馬伏塚城 登城記録 (本多百助さん)
写真は
①諏訪神社の鳥居と馬伏塚城跡の石碑
②土塁
③袋井市郷土資料館の復元模型
「静岡県の中世城館跡」より
初代城主は小笠原信濃守長高と伝えられます。
長高は天文13年(1544)に没するまで、今川氏親のもと遠江国山名郡浅羽荘を領しました。長高の子・春義は福島上総介正成に代わり高天神城主となると、馬伏塚城主も兼ねました。その子・氏清も今川氏に属し、馬伏塚・高天神城主を務めましたが、永禄11年(1568)今川氏に背き、徳川家康に転仕、翌12年に没しました。氏清は馬伏塚天岳寺に葬られましたが、後に了教寺に改葬されました。
武田氏の攻撃で高天神城が落城すると、天正2年(1574)馬伏塚城を修復して武田氏に備えました。当時海岸線は今より内陸にあり、高天神に対して重要な城であったと考えられます。家康は天正8年高力左衛門清長を城主とするが、天正6年横須賀城が築城されると馬伏塚城の機能は
失われて行き、清長が駿河、田中城に移ると廃城になりました。
城跡は小笠山丘陵の支陵が何本も突出するうちの1本に位置します。今城と呼ばれる本城と低湿地を挟んで約80m南にある出城からなる。
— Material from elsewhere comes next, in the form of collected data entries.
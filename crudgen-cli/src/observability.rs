//! Logging setup
//!
//! Structured logging to stderr via `tracing-subscriber`, so generated
//! content on stdout stays clean for piping.

use clap::ValueEnum;
use tracing_subscriber::{layer::SubscriberExt, util::SubscriberInitExt, EnvFilter};

/// Log output format
#[derive(Debug, Clone, Copy, Default, PartialEq, Eq, ValueEnum)]
pub enum LogFormat {
    /// Human-readable compact lines (default)
    #[default]
    Compact,
    /// One JSON object per event
    Json,
}

/// Filter directive for a `-v` count
///
/// ```
/// # use crudgen_cli_lib::observability::default_directive;
/// assert_eq!(default_directive(0), "warn");
/// assert_eq!(default_directive(2), "debug");
/// ```
#[must_use]
pub const fn default_directive(verbosity: u8) -> &'static str {
    match verbosity {
        0 => "warn",
        1 => "info",
        2 => "debug",
        _ => "trace",
    }
}

/// Initialize logging
///
/// `RUST_LOG` takes precedence over `verbosity` when set.
///
/// # Errors
///
/// Returns an error if a global subscriber is already installed.
pub fn init(verbosity: u8, format: LogFormat) -> anyhow::Result<()> {
    let env_filter = EnvFilter::try_from_default_env()
        .unwrap_or_else(|_| EnvFilter::new(default_directive(verbosity)));

    let registry = tracing_subscriber::registry().with(env_filter);

    match format {
        LogFormat::Compact => registry
            .with(
                tracing_subscriber::fmt::layer()
                    .compact()
                    .with_writer(std::io::stderr),
            )
            .try_init()?,
        LogFormat::Json => registry
            .with(
                tracing_subscriber::fmt::layer()
                    .json()
                    .with_writer(std::io::stderr),
            )
            .try_init()?,
    }

    Ok(())
}
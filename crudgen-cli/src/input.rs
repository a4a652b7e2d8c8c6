//! Model text input

use anyhow::{Context, Result};
use std::fs;
use std::io::Read;
use std::path::Path;

/// Argument value meaning "read from stdin"
pub const STDIN: &str = "-";

/// Read model text from a file, or from stdin when `source` is `-`
///
/// # Errors
///
/// Returns an error if the file or stdin cannot be read.
pub fn read_model(source: &Path) -> Result<String> {
    if source.as_os_str() == STDIN {
        let mut text = String::new();
        std::io::stdin()
            .read_to_string(&mut text)
            .context("Failed to read model from stdin")?;
        return Ok(text);
    }

    fs::read_to_string(source)
        .with_context(|| format!("Failed to read model file: {}", source.display()))
}
//! Starter model file

use anyhow::{bail, Context, Result};
use crudgen::schema::DEFAULT_MODEL_JSON;
use std::fs;
use std::path::Path;

/// Write the default `Product` model to `path`
///
/// # Errors
///
/// Returns an error if `path` exists and `force` is off, or if the file
/// cannot be written.
pub fn write_starter_model(path: &Path, force: bool) -> Result<()> {
    if path.exists() && !force {
        bail!(
            "'{}' already exists. Use --force to replace it.",
            path.display()
        );
    }

    if let Some(parent) = path.parent().filter(|p| !p.as_os_str().is_empty()) {
        fs::create_dir_all(parent)
            .with_context(|| format!("Failed to create directory: {}", parent.display()))?;
    }

    fs::write(path, DEFAULT_MODEL_JSON)
        .with_context(|| format!("Failed to write file: {}", path.display()))
}
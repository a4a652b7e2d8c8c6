//! Watch command
//!
//! Regenerates on every change to the model file. A model that fails to
//! parse or validate leaves the last good output in place on disk. Errors
//! are printed and the watch carries on.

use anyhow::{bail, Context, Result};
use console::style;
use crudgen::Generator;
use crudgen_cli_lib::{input, CrudgenConfig, ModelWatch, OutputWriter, Refresh};
use notify::{Config, EventKind, RecommendedWatcher, RecursiveMode, Watcher};
use std::path::{Path, PathBuf};
use std::sync::mpsc;
use tracing::debug;

pub struct WatchCommand {
    model: PathBuf,
    out: Option<PathBuf>,
    force: bool,
}

impl WatchCommand {
    pub const fn new(model: PathBuf, out: Option<PathBuf>, force: bool) -> Self {
        Self { model, out, force }
    }

    pub fn execute(&self, config: &CrudgenConfig) -> Result<()> {
        if self.model.as_os_str() == input::STDIN {
            bail!("watch needs a model file, not stdin");
        }

        let model = self
            .model
            .canonicalize()
            .with_context(|| format!("Model file not found: {}", self.model.display()))?;
        // Editors often replace the file on save, so watch its directory.
        let watch_dir = model
            .parent()
            .map_or_else(|| PathBuf::from("."), Path::to_path_buf);

        let generator = Generator::with_settings(config.generator.clone())
            .context("Failed to initialize generator")?;
        let root = self.out.clone().unwrap_or_else(|| config.output.dir.clone());
        let writer = OutputWriter::new(root, self.force || config.output.overwrite);
        let mut state = ModelWatch::new(model.clone(), generator, writer);

        let (tx, rx) = mpsc::channel();
        let mut watcher = RecommendedWatcher::new(
            move |res: notify::Result<notify::Event>| {
                // Receiver gone means we are shutting down.
                let _ = tx.send(res);
            },
            Config::default(),
        )
        .context("Failed to start file watcher")?;
        watcher
            .watch(&watch_dir, RecursiveMode::NonRecursive)
            .with_context(|| format!("Failed to watch {}", watch_dir.display()))?;

        println!(
            "{} {} {}",
            style("Watching").green().bold(),
            style(model.display()).cyan(),
            style("(Ctrl-C to stop)").dim()
        );

        report(state.refresh(), &state);

        for res in rx {
            let event = match res {
                Ok(event) => event,
                Err(err) => {
                    eprintln!("{} {err}", style("watch error:").red().bold());
                    continue;
                }
            };

            if !matches!(event.kind, EventKind::Modify(_) | EventKind::Create(_))
                || !event.paths.iter().any(|path| path == &model)
            {
                continue;
            }

            debug!(kind = ?event.kind, "model file changed");
            report(state.refresh(), &state);
        }

        Ok(())
    }
}

fn report(refresh: Refresh, state: &ModelWatch) {
    match refresh {
        Refresh::Written { entity, files } => {
            println!(
                "{} {} files for {} in {}",
                style("Regenerated").green().bold(),
                files.len(),
                style(entity).green(),
                style(state.writer().root().display()).yellow()
            );
        }
        Refresh::Unchanged => {
            println!("{}", style("No changes").dim());
        }
        Refresh::ReadFailed(err) => {
            eprintln!("{} {err:#}", style("Could not read model:").red().bold());
        }
        Refresh::GenerationFailed {
            error,
            kept_last_good,
        } => {
            eprintln!("{} {error}", style("Generation failed:").red().bold());
            if kept_last_good {
                eprintln!("{}", style("Keeping last good output").dim());
            }
        }
        Refresh::WriteFailed(err) => {
            eprintln!("{} {err:#}", style("Write failed:").red().bold());
        }
    }
}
従来この出城を馬伏塚城と称してきたが、むしろ今城が本城と考えられます。
本城、出城ともに宅地化が進み、城跡は姿を大きく変えていますが、今城にはシロヤシキ(個人宅)と呼ばれる裏庭には幅5m、高さ1〜3mの土塁が残っています。土塁北側は堀切となっています。この堀切から舌状丘陵の先端まで約150m、丘陵幅は約45mで城跡は南北に細長い。土塁以外遺構を残していないが、堀切から約90m南方の地点になだらかな丘陵には不自然な段差が見られ、2〜3の曲輪を南北に連ねた構造と推定されます。
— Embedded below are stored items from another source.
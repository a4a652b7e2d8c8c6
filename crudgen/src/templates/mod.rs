//! Artifact templates
//!
//! The six generated artifacts form a closed set. Each [`ArtifactKind`]
//! carries its template name, output path and description; the template
//! bodies live in [`files`] and are compiled once into a shared
//! [`TemplateRegistry`].

use crate::error::{GenerationError, Result};
use crate::helpers::TemplateHelpers;
use handlebars::Handlebars;
use once_cell::sync::OnceCell;
use serde::Serialize;
use std::fmt;

pub mod files;
pub use files::*;

/// Root directory of every generated path
pub const OUTPUT_ROOT: &str = "Output";

/// File extension of generated sources
pub const FILE_EXTENSION: &str = "cs";

static REGISTRY: OnceCell<TemplateRegistry> = OnceCell::new();

/// One of the six generated artifacts
#[derive(Debug, Clone, Copy, PartialEq, Eq, Hash, PartialOrd, Ord)]
pub enum ArtifactKind {
    /// Entity class with one property per field
    Entity,
    /// EF Core `AppDbContext`
    PersistenceContext,
    /// `I{Entity}Repository` interface
    RepositoryContract,
    /// `{Entity}Repository` implementation
    RepositoryImplementation,
    /// `{Entity}Controller` API controller
    ApiController,
    /// `Program` bootstrap
    Bootstrap,
}

impl ArtifactKind {
    /// All artifacts, in generation order.
    pub const ALL: [Self; 6] = [
        Self::Entity,
        Self::PersistenceContext,
        Self::RepositoryContract,
        Self::RepositoryImplementation,
        Self::ApiController,
        Self::Bootstrap,
    ];

    /// Name the template is registered under
    #[must_use]
    pub const fn template_name(self) -> &'static str {
        match self {
            Self::Entity => "entity",
            Self::PersistenceContext => "db_context",
            Self::RepositoryContract => "repository_interface",
            Self::RepositoryImplementation => "repository_implementation",
            Self::ApiController => "controller",
            Self::Bootstrap => "program",
        }
    }

    /// Template source
    #[must_use]
    pub const fn template(self) -> &'static str {
        match self {
            Self::Entity => ENTITY_TEMPLATE,
            Self::PersistenceContext => DB_CONTEXT_TEMPLATE,
            Self::RepositoryContract => REPOSITORY_INTERFACE_TEMPLATE,
            Self::RepositoryImplementation => REPOSITORY_IMPLEMENTATION_TEMPLATE,
            Self::ApiController => CONTROLLER_TEMPLATE,
            Self::Bootstrap => PROGRAM_TEMPLATE,
        }
    }

    /// Output path for an entity
    ///
    /// # Examples
    ///
    /// ```
    /// # use crudgen::ArtifactKind;
    /// assert_eq!(
    ///     ArtifactKind::RepositoryContract.path("Widget"),
    ///     "Output/Application/Repositories/IWidgetRepository.cs"
    /// );
    /// ```
    #[must_use]
    pub fn path(self, entity: &str) -> String {
        let entity = TemplateHelpers::to_path_segment(entity);
        match self {
            Self::Entity => format!("{OUTPUT_ROOT}/Domain/Entities/{entity}.{FILE_EXTENSION}"),
            Self::PersistenceContext => {
                format!("{OUTPUT_ROOT}/Infrastructure/Persistence/AppDbContext.{FILE_EXTENSION}")
            }
            Self::RepositoryContract => {
                format!("{OUTPUT_ROOT}/Application/Repositories/I{entity}Repository.{FILE_EXTENSION}")
            }
            Self::RepositoryImplementation => format!(
                "{OUTPUT_ROOT}/Infrastructure/Repositories/{entity}Repository.{FILE_EXTENSION}"
            ),
            Self::ApiController => {
                format!("{OUTPUT_ROOT}/Api/Controllers/{entity}Controller.{FILE_EXTENSION}")
            }
            Self::Bootstrap => format!("{OUTPUT_ROOT}/Api/Program.{FILE_EXTENSION}"),
        }
    }

    /// Human-readable description for an entity
    #[must_use]
    pub fn description(self, entity: &str) -> String {
        match self {
            Self::Entity => format!("Entity class for {entity}"),
            Self::PersistenceContext => format!("DbContext exposing {entity} set"),
            Self::RepositoryContract => format!("Repository interface for {entity}"),
            Self::RepositoryImplementation => format!("EF Core repository for {entity}"),
            Self::ApiController => format!("REST controller for {entity}"),
            Self::Bootstrap => "Application bootstrap".to_string(),
        }
    }
}

impl fmt::Display for ArtifactKind {
    fn fmt(&self, f: &mut fmt::Formatter<'_>) -> fmt::Result {
        f.write_str(self.template_name())
    }
}

/// Compiled artifact templates
pub struct TemplateRegistry {
    handlebars: Handlebars<'static>,
}

impl TemplateRegistry {
    /// Compile every artifact template
    ///
    /// # Errors
    ///
    /// Returns [`GenerationError::Template`] if a template fails to parse.
    pub fn new() -> Result<Self> {
        let mut handlebars = Handlebars::new();

        // Disable HTML escaping since we're generating code
        handlebars.register_escape_fn(handlebars::no_escape);
        handlebars.set_strict_mode(true);

        for kind in ArtifactKind::ALL {
            handlebars
                .register_template_string(kind.template_name(), kind.template())
                .map_err(|source| GenerationError::Template {
                    name: kind.template_name(),
                    source: Box::new(source),
                })?;
        }

        Ok(Self { handlebars })
    }

    /// Process-wide registry, compiled on first use
    ///
    /// # Errors
    ///
    /// Returns [`GenerationError::Template`] if compilation fails.
    pub fn global() -> Result<&'static Self> {
        REGISTRY.get_or_try_init(Self::new)
    }

    /// Render one artifact
    ///
    /// # Errors
    ///
    /// Returns [`GenerationError::Render`] if the data does not satisfy the
    /// template.
    pub fn render<T: Serialize>(&self, kind: ArtifactKind, data: &T) -> Result<String> {
        self.handlebars
            .render(kind.template_name(), data)
            .map_err(|source| GenerationError::Render {
                artifact: kind,
                source: Box::new(source),
            })
    }
}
出城は東西約140m、南北約80m、城跡中央を私道により東西に分断され、北方、西方も町道に破壊されています。城跡北辺には土塁が残り、諏訪神社の北、東には堀切状の遺構がありますが、北郭、東郭は削平されて茶畑となっています。出城北側に井戸、その傍に五輪塔・宝筺印塔が数基あります。